• _Exercise requirements_: The line containing "for one cluster." marks the end: restate word for word every line from the first line of the entries below through that one.

• _Dataset records_:

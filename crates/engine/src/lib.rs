//! Grouping and aggregation core for the transactions screen.
//!
//! Takes the raw records one fetch returned and turns them into the
//! sectioned, summarized shape the renderer asks for:
//!
//! 1. [`partition_by_status`] splits records into Pending and Completed,
//!    dropping records with no recognized status.
//! 2. [`grouping`] clusters each partition by (direction, calendar day)
//!    and sorts the clusters, most recent day first.
//! 3. [`RowGroup`] derives the display fields for one cluster.
//! 4. [`TransactionsList`] assembles the sections and answers the
//!    renderer's count/title/row queries.
//!
//! Everything here is synchronous, pure, and infallible: a malformed
//! field on a record degrades that record's derived fields to absent
//! and never affects the rest of the batch.

pub mod grouping;
pub mod list;
pub mod money;
pub mod partition;
pub mod row_group;

pub use grouping::{GroupKey, group_records};
pub use list::TransactionsList;
pub use money::format_currency;
pub use partition::partition_by_status;
pub use row_group::{AmountTone, RowGroup};
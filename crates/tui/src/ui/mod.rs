pub mod components;
pub mod keymap;
pub mod screens;

mod terminal;
mod theme;

use ratatui::{
    Frame,
    layout::{Constraint, Direction, Layout, Rect},
    style::{Modifier, Style},
    text::{Line, Span},
    widgets::Paragraph,
};

use crate::app::{AppState, FetchPhase};

pub use terminal::{AppTerminal as Terminal, restore_terminal, setup_terminal};
pub use theme::Theme;

pub fn render(frame: &mut Frame<'_>, state: &AppState) {
    let area = frame.area();
    let theme = Theme::default();

    let layout = Layout::default()
        .direction(Direction::Vertical)
        .constraints([
            Constraint::Length(1), // Info bar
            Constraint::Min(0),    // Transactions table
            Constraint::Length(1), // Bottom bar
        ])
        .split(area);

    render_info_bar(frame, layout[0], state, &theme);
    screens::transactions::render(frame, layout[1], state, &theme);
    render_bottom_bar(frame, layout[2], state, &theme);
    components::alert::render(frame, area, state, &theme);
}

fn render_info_bar(frame: &mut Frame<'_>, area: Rect, state: &AppState, theme: &Theme) {
    let status = match state.transactions.phase {
        FetchPhase::Loading => Span::styled("Loading", Style::default().fg(theme.dim)),
        FetchPhase::Loaded => Span::styled("OK", Style::default().fg(theme.positive)),
        FetchPhase::Failed(_) => Span::styled("ERR", Style::default().fg(theme.error)),
    };

    let line = Line::from(vec![
        Span::styled(
            "Transactions",
            Style::default()
                .fg(theme.accent)
                .add_modifier(Modifier::BOLD),
        ),
        Span::raw("  "),
        Span::styled("User", Style::default().fg(theme.dim)),
        Span::raw(format!(": {}  ", state.user_id)),
        status,
    ]);

    frame.render_widget(Paragraph::new(line), area);
}

fn render_bottom_bar(frame: &mut Frame<'_>, area: Rect, state: &AppState, theme: &Theme) {
    let mut parts = vec![
        Span::styled("r", Style::default().fg(theme.accent)),
        Span::raw(" refresh  "),
        Span::styled("j/k", Style::default().fg(theme.accent)),
        Span::raw(" scroll  "),
        Span::styled("q", Style::default().fg(theme.accent)),
        Span::raw(" quit"),
    ];

    if matches!(state.transactions.phase, FetchPhase::Failed(_)) {
        parts.push(Span::styled("  │  ", Style::default().fg(theme.border)));
        parts.push(Span::styled("r", Style::default().fg(theme.accent)));
        parts.push(Span::raw(" retry  "));
        parts.push(Span::styled("Esc", Style::default().fg(theme.accent)));
        parts.push(Span::raw(" dismiss"));
    }

    frame.render_widget(Paragraph::new(Line::from(parts)), area);
}
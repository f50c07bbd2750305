use chrono::{NaiveDate, NaiveDateTime};
use serde::{Deserialize, Serialize};

pub mod transaction {
    use super::*;

    /// Timestamp layout used on the wire. No zone marker: values are
    /// interpreted as wall-clock time in the consuming process's zone.
    const WIRE_TIME_FORMAT: &str = "%Y-%m-%dT%H:%M:%S";

    /// Whether a transaction moves money into or out of the account.
    ///
    /// Decoded from the two-letter wire codes `CRDT` and `DBIT`. Any other
    /// code decodes to `None` rather than failing the record.
    #[derive(Clone, Copy, Debug, PartialEq, Eq, Hash)]
    pub enum Direction {
        Credit,
        Debit,
    }

    impl Direction {
        /// Decodes the wire code, `None` for anything unrecognized.
        #[must_use]
        pub fn from_code(code: &str) -> Option<Self> {
            match code {
                "CRDT" => Some(Self::Credit),
                "DBIT" => Some(Self::Debit),
                _ => None,
            }
        }

        /// Canonical wire code. Also the sort key for direction ties:
        /// `"CRDT" < "DBIT"` lexically.
        #[must_use]
        pub const fn as_code(self) -> &'static str {
            match self {
                Self::Credit => "CRDT",
                Self::Debit => "DBIT",
            }
        }
    }

    /// Processing state of a transaction.
    ///
    /// Decoded from the wire codes `PENDING` and `COMPLETED`; unrecognized
    /// codes decode to `None`.
    #[derive(Clone, Copy, Debug, PartialEq, Eq, Hash)]
    pub enum TransactionStatus {
        Pending,
        Completed,
    }

    impl TransactionStatus {
        /// Decodes the wire code, `None` for anything unrecognized.
        #[must_use]
        pub fn from_code(code: &str) -> Option<Self> {
            match code {
                "PENDING" => Some(Self::Pending),
                "COMPLETED" => Some(Self::Completed),
                _ => None,
            }
        }
    }

    /// Amount and currency pair as sent on the wire.
    ///
    /// The amount stays a string here: it is only parsed to a number during
    /// aggregation, and records whose amount fails to parse are skipped
    /// there instead of poisoning the whole batch.
    #[derive(Clone, Debug, PartialEq, Eq, Serialize, Deserialize)]
    pub struct TransactionAmount {
        pub amount: String,
        #[serde(rename = "currencyCode")]
        pub currency_code: String,
    }

    /// One transaction as decoded from the wire.
    ///
    /// The response payload is a JSON array of these objects. Enum-like
    /// fields are kept as raw strings and decoded on demand through the
    /// accessor methods, so a bad code in one field degrades that field to
    /// absent without rejecting the record or the payload.
    #[derive(Clone, Debug, PartialEq, Eq, Serialize, Deserialize)]
    #[serde(rename_all = "camelCase")]
    pub struct TransactionRecord {
        /// Opaque identifier, unique within one fetch (never enforced).
        pub id: String,
        pub description: String,
        pub credit_debit_indicator: String,
        pub creation_time: String,
        pub state: String,
        pub transaction_amount_currency: TransactionAmount,
    }

    impl TransactionRecord {
        /// Typed credit/debit indicator, `None` when the wire code is
        /// unrecognized.
        #[must_use]
        pub fn direction(&self) -> Option<Direction> {
            Direction::from_code(&self.credit_debit_indicator)
        }

        /// Typed status, `None` when the wire code is unrecognized.
        #[must_use]
        pub fn status(&self) -> Option<TransactionStatus> {
            TransactionStatus::from_code(&self.state)
        }

        /// Creation time parsed as local wall-clock, `None` when the wire
        /// string does not match the expected layout.
        #[must_use]
        pub fn occurred_at(&self) -> Option<NaiveDateTime> {
            NaiveDateTime::parse_from_str(&self.creation_time, WIRE_TIME_FORMAT).ok()
        }

        /// Creation time with the time of day dropped.
        #[must_use]
        pub fn calendar_day(&self) -> Option<NaiveDate> {
            self.occurred_at().map(|time| time.date())
        }
    }

}
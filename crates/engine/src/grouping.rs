//! Clustering records by (direction, calendar day) and ordering the
//! clusters for display.

use std::cmp::Ordering;

use api_types::transaction::{Direction, TransactionRecord};
use chrono::NaiveDate;

/// Composite grouping key for one cluster of records.
///
/// Either component may be absent (unrecognized direction code,
/// unparsable timestamp). Absence is a valid, distinct key value: two
/// records with no direction on the same day share a group.
#[derive(Clone, Copy, Debug, PartialEq, Eq)]
pub struct GroupKey {
    pub direction: Option<Direction>,
    pub day: Option<NaiveDate>,
}

impl GroupKey {
    #[must_use]
    pub fn of(record: &TransactionRecord) -> Self {
        Self {
            direction: record.direction(),
            day: record.calendar_day(),
        }
    }
}

/// Groups records by [`GroupKey`] and sorts the groups for display.
///
/// Grouping uses a linear-scan ordered map (a `Vec` of groups) rather
/// than a hash map: groups appear in first-seen order, members stay in
/// fetch order, and the sort tie-break below is therefore deterministic
/// across runs.
///
/// Sort order:
/// - calendar day descending, when both groups have one and they differ;
/// - otherwise direction wire code ascending (`CRDT` before `DBIT`),
///   when both groups have one;
/// - otherwise insertion order (the comparator reports equality and the
///   sort is stable).
#[must_use]
pub fn group_records(
    records: Vec<TransactionRecord>,
) -> Vec<(GroupKey, Vec<TransactionRecord>)> {
    let mut groups: Vec<(GroupKey, Vec<TransactionRecord>)> = Vec::new();

    for record in records {
        let key = GroupKey::of(&record);
        match groups.iter_mut().find(|(existing, _)| *existing == key) {
            Some((_, members)) => members.push(record),
            None => groups.push((key, vec![record])),
        }
    }

    groups.sort_by(|(a, _), (b, _)| compare_keys(a, b));
    groups
}

fn compare_keys(a: &GroupKey, b: &GroupKey) -> Ordering {
    if let (Some(day_a), Some(day_b)) = (a.day, b.day)
        && day_a != day_b
    {
        return day_b.cmp(&day_a);
    }

    match (a.direction, b.direction) {
        (Some(dir_a), Some(dir_b)) => dir_a.as_code().cmp(dir_b.as_code()),
        _ => Ordering::Equal,
    }
}
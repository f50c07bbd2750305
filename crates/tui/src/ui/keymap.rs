use crossterm::event::{KeyCode, KeyEvent, KeyModifiers};

#[derive(Debug, Clone, Copy, PartialEq, Eq)]
pub enum AppAction {
    Quit,
    Refresh,
    Dismiss,
    Up,
    Down,
    None,
}

pub fn map_key(key: KeyEvent) -> AppAction {
    if key.modifiers.contains(KeyModifiers::CONTROL)
        && let KeyCode::Char('c') = key.code
    {
        return AppAction::Quit;
    }

    match key.code {
        KeyCode::Char('q') => AppAction::Quit,
        KeyCode::Char('r' | 'R') => AppAction::Refresh,
        KeyCode::Esc => AppAction::Dismiss,
        KeyCode::Up | KeyCode::Char('k') => AppAction::Up,
        KeyCode::Down | KeyCode::Char('j') => AppAction::Down,
        _ => AppAction::None,
    }
}
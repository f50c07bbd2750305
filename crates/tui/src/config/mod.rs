use clap::Parser;
use serde::Deserialize;

use crate::error::Result;

const DEFAULT_CONFIG_PATH: &str = "config/passbook.toml";

#[derive(Debug, Clone, Deserialize)]
#[serde(default)]
pub struct AppConfig {
    pub base_url: String,
    pub user_id: i64,
}

impl Default for AppConfig {
    fn default() -> Self {
        Self {
            base_url: "http://127.0.0.1:3000".to_string(),
            user_id: 1,
        }
    }
}

#[derive(Debug, Parser)]
#[command(name = "passbook_tui", disable_version_flag = true)]
struct Args {
    /// Optional config file path (TOML).
    #[arg(long)]
    config: Option<String>,
    /// Override base URL (e.g. http://127.0.0.1:3000).
    #[arg(long)]
    base_url: Option<String>,
    /// Override the user whose transactions are shown.
    #[arg(long)]
    user_id: Option<i64>,
}

pub fn load() -> Result<AppConfig> {
    let args = Args::parse();

    let config_path = args.config.as_deref().unwrap_or(DEFAULT_CONFIG_PATH);
    let mut builder = config::Config::builder();
    builder = builder.add_source(config::File::with_name(config_path).required(false));
    builder = builder.add_source(config::Environment::with_prefix("PASSBOOK"));
    let mut settings: AppConfig = builder.build()?.try_deserialize()?;

    if let Some(base_url) = args.base_url {
        settings.base_url = base_url;
    }
    if let Some(user_id) = args.user_id {
        settings.user_id = user_id;
    }

    Ok(settings)
}
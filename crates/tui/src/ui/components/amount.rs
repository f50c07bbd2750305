use api_types::transaction::Direction;
use engine::{AmountTone, RowGroup};
use ratatui::{style::Style, text::Span};

use crate::ui::theme::Theme;

/// Styled span for a group's amount text, `None` when the group has no
/// amount to show (no direction on the first member).
#[must_use]
pub fn styled_amount(group: &RowGroup, theme: &Theme) -> Option<Span<'static>> {
    let text = group.amount()?;
    let color = match group.tone() {
        AmountTone::Positive => theme.positive,
        AmountTone::Default => theme.text,
    };
    Some(Span::styled(text, Style::default().fg(color)))
}

/// Marker glyph for a group's direction; a space keeps columns aligned
/// when the direction is absent.
#[must_use]
pub fn direction_glyph(marker: Option<Direction>) -> &'static str {
    match marker {
        Some(Direction::Credit) => "▲",
        Some(Direction::Debit) => "▼",
        None => " ",
    }
}
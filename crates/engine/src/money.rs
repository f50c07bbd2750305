//! Currency formatting for group totals.

use iso_currency::Currency;
use num_format::{Locale, ToFormattedString as _};

/// Formats an aggregated amount for display with the given currency code.
///
/// A pure function: the currency code is an explicit argument on every
/// call, never state carried between calls.
///
/// Rules:
/// - grouping separators in the integer part (`1,919`);
/// - zero to two fraction digits, trailing zeros trimmed (`1919.95` →
///   `1,919.95`, `1920.50` → `1,920.5`, `1920.00` → `1,920`);
/// - known ISO codes render as a symbol prefix (`€1,919.95`); unknown
///   codes fall back to the raw code as prefix (`XTS 1,919.95`).
#[must_use]
pub fn format_currency(amount: f64, code: &str) -> String {
    let sign = if amount < 0.0 { "-" } else { "" };
    let cents = (amount.abs() * 100.0).round() as i64;
    let whole = (cents / 100).to_formatted_string(&Locale::en);
    let fraction = match cents % 100 {
        0 => String::new(),
        tenths if tenths % 10 == 0 => format!(".{}", tenths / 10),
        exact => format!(".{exact:02}"),
    };

    match Currency::from_code(code) {
        Some(currency) => format!("{sign}{}{whole}{fraction}", currency.symbol()),
        None => format!("{sign}{code} {whole}{fraction}"),
    }
}
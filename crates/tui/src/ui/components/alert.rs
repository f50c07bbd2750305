use ratatui::{
    Frame,
    layout::Rect,
    style::Style,
    text::Line,
    widgets::{Block, Borders, Clear, Paragraph},
};

use crate::{
    app::{AppState, FetchPhase},
    ui::theme::Theme,
};

/// Centered alert for a failed fetch, with the retry/dismiss hint.
pub fn render(frame: &mut Frame<'_>, area: Rect, state: &AppState, theme: &Theme) {
    let FetchPhase::Failed(error) = state.transactions.phase else {
        return;
    };

    let message = error.to_string();
    let hint = "r retry · Esc dismiss";
    let width = (message.len().max(hint.len()) + 4).min(area.width as usize) as u16;
    let height = 4u16;
    let x = area.x + area.width.saturating_sub(width) / 2;
    let y = area.y + area.height.saturating_sub(height) / 2;
    let rect = Rect {
        x,
        y,
        width,
        height,
    };

    let style = Style::default().fg(theme.error);
    let block = Block::default()
        .title("Error")
        .borders(Borders::ALL)
        .border_style(style);
    let content = Paragraph::new(vec![
        Line::from(message).style(style),
        Line::from(hint).style(Style::default().fg(theme.dim)),
    ])
    .block(block);

    frame.render_widget(Clear, rect);
    frame.render_widget(content, rect);
}
// Run orchestration: load or create the config, list the source directory,
// log in once, upload every regular file in order and finally replace the
// figurine's chapter list. The first error ends the run; nothing already
// uploaded is published in that case.

use crate::api::{Chapter, Session};
use crate::config::{CredentialStore, Credentials, Endpoints};
use crate::error::RunError;
use crate::ui::{run_setup, SetupProvider};
use std::fs::File;
use std::path::{Path, PathBuf};
use tracing::info;

/// A regular file found in the source directory.
#[derive(Debug, Clone, PartialEq, Eq)]
pub struct SourceFile {
    pub name: String,
    pub path: PathBuf,
    pub size: u64,
}

/// What a successful run published.
#[derive(Debug, Clone, PartialEq, Eq)]
pub struct TransferSummary {
    pub directory: PathBuf,
    pub chapters: Vec<Chapter>,
}

/// Regular files of `dir` sorted by name. Directories, symlinks and other
/// special entries are skipped.
pub fn list_directory(dir: &Path) -> Result<Vec<SourceFile>, RunError> {
    let list_err = |source| RunError::ListDirectory {
        path: dir.to_path_buf(),
        source,
    };

    let mut files = Vec::new();
    for entry in std::fs::read_dir(dir).map_err(list_err)? {
        let entry = entry.map_err(list_err)?;
        let file_type = entry.file_type().map_err(list_err)?;
        if !file_type.is_file() {
            continue;
        }
        let size = entry.metadata().map_err(list_err)?.len();
        files.push(SourceFile {
            name: entry.file_name().to_string_lossy().into_owned(),
            path: entry.path(),
            size,
        });
    }
    files.sort_by(|a, b| a.name.cmp(&b.name));
    Ok(files)
}

/// One run of the uploader.
pub struct Transfer<'a> {
    endpoints: Endpoints,
    store: CredentialStore,
    provider: &'a mut dyn SetupProvider,
}

impl<'a> Transfer<'a> {
    pub fn new(
        endpoints: Endpoints,
        store: CredentialStore,
        provider: &'a mut dyn SetupProvider,
    ) -> Self {
        Transfer {
            endpoints,
            store,
            provider,
        }
    }

    /// Upload `source` (or a directory picked by the provider) and publish
    /// it as the figurine's complete chapter list.
    pub fn run(&mut self, source: Option<PathBuf>) -> Result<TransferSummary, RunError> {
        let (credentials, session) = self.load_or_create_config()?;

        let dir = match source {
            Some(dir) => dir,
            None => self.provider.ask_path("Choose the directory to upload")?,
        };
        let files = list_directory(&dir)?;
        if files.is_empty() {
            return Err(RunError::EmptyDirectory { path: dir });
        }
        info!(dir = %dir.display(), count = files.len(), "found files to upload");

        let session = match session {
            Some(session) => session,
            None => Session::authenticate(
                &self.endpoints,
                &credentials.username,
                &credentials.password,
            )?,
        };

        let mut chapters = Vec::with_capacity(files.len());
        for file in &files {
            chapters.push(upload_file(&session, file)?);
        }

        session
            .publish(&credentials.household_id, &credentials.figurine_id, &chapters)
            .map_err(RunError::Publish)?;
        info!(count = chapters.len(), "published chapters");

        Ok(TransferSummary {
            directory: dir,
            chapters,
        })
    }

    /// Stored credentials, or the result of the setup wizard when there are
    /// none yet. The wizard already logs in, so its session is handed back.
    fn load_or_create_config(&mut self) -> Result<(Credentials, Option<Session>), RunError> {
        let known_username = match self.store.load()? {
            Some(credentials) if credentials.is_complete() => return Ok((credentials, None)),
            Some(credentials) => {
                info!(path = %self.store.path().display(), "config is incomplete, starting setup");
                credentials.username
            }
            None => {
                info!(path = %self.store.path().display(), "no config found, starting setup");
                String::new()
            }
        };
        let (credentials, session) =
            run_setup(self.provider, &self.endpoints, &self.store, &known_username)?;
        Ok((credentials, Some(session)))
    }
}

fn upload_file(session: &Session, file: &SourceFile) -> Result<Chapter, RunError> {
    let content = File::open(&file.path).map_err(|source| RunError::Open {
        path: file.path.clone(),
        source,
    })?;
    info!(name = %file.name, size = file.size, "processing");
    let file_id = session
        .upload(content, file.size, &file.name)
        .map_err(|source| RunError::Upload {
            name: file.name.clone(),
            source,
        })?;
    Ok(Chapter {
        title: file.name.clone(),
        file: file_id,
    })
}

• _The completed task_:
filename crates/engine/src/lib.rs
//! Grouping and aggregation core for the transactions screen.
//!
//! Takes the raw records one fetch returned and turns them into the
//! sectioned, summarized shape the renderer asks for:
//!
//! 1. [`partition_by_status`] splits records into Pending and Completed,
//!    dropping records with no recognized status.
//! 2. [`grouping`] clusters each partition by (direction, calendar day)
//!    and sorts the clusters, most recent day first.
//! 3. [`RowGroup`] derives the display fields for one cluster.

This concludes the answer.